今回は第2弾として、まだまだ数は少ないものの穀物で登録商標を活用している例をご紹介します。
登録商標活用のメリット
活用例をご紹介する前に、登録商標の活用のメリットをおさえておきましょう。
登録商標活用のメリットは、ずばり「保護期間の長さ」と「分野の広さ」です。
メリット1:保護期間の長さ
「品種登録制度」に基づく育成者権は25〜30年で消滅するため、登録品種名は一定期間が経つと誰でも使える名称となります。
一方、「登録商標制度」に基づく商標権は、更新すれば半永久的に存続させることができるため、更新により商標権が存続する限りは、商標権者が登録商標の使用を独占でき、その使用をコントロールすることができます。
メリット2:範囲の広さ
登録品種名の範囲は種苗、収穫物及び一定の加工品のみです。
一方、登録商標の範囲はこれらに限定されませんので、育成者権でフォローされない加工品やレストラン、観光農園などのサービス分野で保護することができます。
穀物における登録商標の活用事例
シルクスイートⓇ(さつまいも)
「シルクスイート」は、「春こがね」と「紅まさり」という品種を掛け合わせて、カネコ種苗が育成した登録品種「HE306」の名称です。
水分が多く、食感が絹のようにしっとり滑らかに焼き上がることが名前の由来です。
信州ひすいそばⓇ(そば)
「信州ひすいそば」は、長野県が育成した登録品種「桔梗11号(長野S11号)」の名称です。
「ひすい(翡翠)」を連想させる鮮やかな緑色が特徴が名前の由来です。
「信州ひすいそば」(長野S11号)には栽培基準が定められており、県に栽培計画書を提出する必要があります。また、「信州ひすいそば」の名称を使用できるのは、信州ひすいそば振興協議会の会員のみとなっています。
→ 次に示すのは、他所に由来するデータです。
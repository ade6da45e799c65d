//! Poll-mode listener: periodic `conversations.history` pagination.

use std::sync::Arc;
use std::time::Duration;

use slack_morphism::prelude::SlackHistoryMessage;
use tracing::warn;

use crate::models::{EventBatch, SlackFile, SlackMessage};
use crate::persistence::checkpoint_repo::{last_ts_key, CheckpointRepo};
use crate::slack::SlackPoster;
use crate::Result;

use super::Listener;

/// Maximum `conversations.history` pages fetched per `receive` call, to
/// bound a single cycle's latency when a channel is unusually busy.
const MAX_PAGES: u32 = 3;

fn normalize_file(file: &slack_morphism::prelude::SlackFile) -> SlackFile {
    SlackFile {
        name: file.name.clone().unwrap_or_default(),
        mimetype: file.mimetype.clone().unwrap_or_default().to_string(),
        size_bytes: file.size.unwrap_or(0),
        url_private: file.url_private.clone().unwrap_or_default().to_string(),
    }
}

fn normalize_message(channel_id: &str, raw: &SlackHistoryMessage) -> Option<SlackMessage> {
    let ts = raw.origin.ts.0.clone();
    if ts.is_empty() {
        return None;
    }
    let user = raw
        .sender
        .user
        .as_ref()
        .map(|id| id.0.clone())
        .or_else(|| raw.sender.bot_id.as_ref().map(|id| id.0.clone()))
        .unwrap_or_else(|| "unknown".to_owned());
    let text = raw.content.text.clone().unwrap_or_default();
    let subtype = raw
        .subtype
        .as_ref()
        .map(|value| format!("{value:?}"))
        .unwrap_or_default();
    let files = raw
        .content
        .files
        .as_ref()
        .map(|files| files.iter().map(normalize_file).collect())
        .unwrap_or_default();

    Some(SlackMessage {
        channel_id: channel_id.to_owned(),
        ts: ts.clone(),
        thread_ts: raw.origin.thread_ts.as_ref().map(|ts| ts.0.clone()),
        user,
        text,
        subtype,
        files,
    })
}

fn parse_ts(ts: &str) -> f64 {
    ts.parse().unwrap_or(0.0)
}

/// Sort messages ascending by `ts`, per `EventBatch::messages`'s ordering
/// guarantee. `conversations.history` returns pages newest-first and pages
/// can interleave across cursors, so callers must not assume arrival order.
fn sort_by_ts(messages: &mut [SlackMessage]) {
    messages.sort_by(|a, b| parse_ts(&a.ts).total_cmp(&parse_ts(&b.ts)));
}

/// Periodically drains new `conversations.history` messages for one channel,
/// tracking progress via a persisted `last_ts:<channel_id>` checkpoint.
pub struct PollListener {
    poster: Arc<dyn SlackPoster>,
    checkpoints: Arc<CheckpointRepo>,
    channel_id: String,
    batch_size: u32,
}

impl PollListener {
    /// Build a listener bound to one command channel.
    #[must_use]
    pub fn new(
        poster: Arc<dyn SlackPoster>,
        checkpoints: Arc<CheckpointRepo>,
        channel_id: String,
        batch_size: u32,
    ) -> Self {
        Self {
            poster,
            checkpoints,
            channel_id,
            batch_size,
        }
    }

    async fn fetch_new_messages(&self) -> Result<Vec<SlackMessage>> {
        let key = last_ts_key(&self.channel_id);
        let oldest = self.checkpoints.get(&key).await?;
        let mut cursor: Option<String> = None;
        let mut collected = Vec::new();

        for _ in 0..MAX_PAGES {
            let page = self
                .poster
                .fetch_history(
                    &self.channel_id,
                    oldest.as_deref(),
                    cursor.as_deref(),
                    self.batch_size,
                )
                .await?;
            for raw in &page.messages {
                if let Some(message) = normalize_message(&self.channel_id, raw) {
                    collected.push(message);
                }
            }
            if page.has_more && page.next_cursor.is_some() {
                cursor = page.next_cursor;
            } else {
                break;
            }
        }

        sort_by_ts(&mut collected);

        if let Some(newest) = collected.last().map(|message| message.ts.clone()) {
            self.checkpoints.set(&key, &newest).await?;
        }

        Ok(collected)
    }
}

#[async_trait::async_trait]
impl Listener for PollListener {
    async fn receive(&mut self, timeout: Duration) -> Result<EventBatch> {
        tokio::time::sleep(timeout).await;
        match self.fetch_new_messages().await {
            Ok(messages) => Ok(EventBatch {
                messages,
                reactions: Vec::new(),
            }),
            Err(err) => {
                warn!(%err, "listen_error");
                Err(err)
            }
        }
    }
}

#[cfg(test)]
mod tests {
    use super::*;
    use crate::persistence::db;
    use crate::slack::HistoryPage;
    use std::sync::Mutex;

    struct FakePoster {
        pages: Mutex<Vec<HistoryPage>>,
    }

    #[async_trait::async_trait]
    impl SlackPoster for FakePoster {
        async fn post_message(&self, _: &str, _: &str, _: Option<&str>) -> Result<String> {
            Ok("1.0".to_owned())
        }

        async fn fetch_history(
            &self,
            _channel_id: &str,
            _oldest: Option<&str>,
            _cursor: Option<&str>,
            _limit: u32,
        ) -> Result<HistoryPage> {
            let mut pages = self.pages.lock().expect("lock");
            Ok(if pages.is_empty() {
                HistoryPage::default()
            } else {
                pages.remove(0)
            })
        }
    }

    #[test]
    fn parse_ts_falls_back_to_zero_on_garbage() {
        assert_eq!(parse_ts("not-a-number"), 0.0);
        assert_eq!(parse_ts("1.5"), 1.5);
    }

    #[test]
    fn sort_by_ts_reorders_newest_first_pages_into_ascending_order() {
        fn message(ts: &str) -> SlackMessage {
            SlackMessage {
                channel_id: "C1".into(),
                ts: ts.into(),
                thread_ts: None,
                user: "U1".into(),
                text: String::new(),
                subtype: String::new(),
                files: Vec::new(),
            }
        }

        let mut messages = vec![message("100.3"), message("100.1"), message("100.2")];
        sort_by_ts(&mut messages);
        let order: Vec<&str> = messages.iter().map(|m| m.ts.as_str()).collect();
        assert_eq!(order, vec!["100.1", "100.2", "100.3"]);
    }

    #[tokio::test]
    async fn empty_history_returns_empty_batch_without_checkpoint_write() {
        let db = Arc::new(db::connect_memory().await.expect("db"));
        let checkpoints = Arc::new(CheckpointRepo::new(db));
        let poster: Arc<dyn SlackPoster> = Arc::new(FakePoster {
            pages: Mutex::new(vec![HistoryPage::default()]),
        });
        let mut listener = PollListener::new(poster, Arc::clone(&checkpoints), "C1".into(), 50);

        let batch = listener.receive(Duration::from_millis(0)).await.expect("receive");
        assert!(batch.messages.is_empty());
        assert!(batch.reactions.is_empty());
        assert_eq!(checkpoints.get("last_ts:C1").await.expect("get"), None);
    }
}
信州ひすいそばについて/長野県 (nagano.lg.jp)
備中夢白小豆Ⓡ(小豆)
「備中夢白小豆(びっちゅうゆめしろあずき)」は、岡山県が育成した登録品種「岡山 ADZ1号」の名称です。
小豆といえば、茶色がかった赤紫色を思い浮かべますが、こちらは白色の小豆で、従来の品種に比べて、大粒で風味、つや、舌触りに優れており、国内最高級の白餡の原料として使用されているとのことです。
ラー麦Ⓡ(小麦)
「ラー麦」は、福岡県がラーメンのために開発した登録品種「ちくしW2号」の名称です。
麺にした時に、「コシが強い・歯切れがいい・色がいい」といったラーメンに適する特長を持っており、ラーメンなどの中華麺のほか、もつ鍋の〆の麺にも使用されているとのことです。
名称は、約1600点の応募の中から、覚えやすい、響きが良く親しみやすいなどの理由から決定されたとのことで、ロゴマークも作られています。
「ラー麦」及びロゴマークの使用には商標使用申請が必要となっています。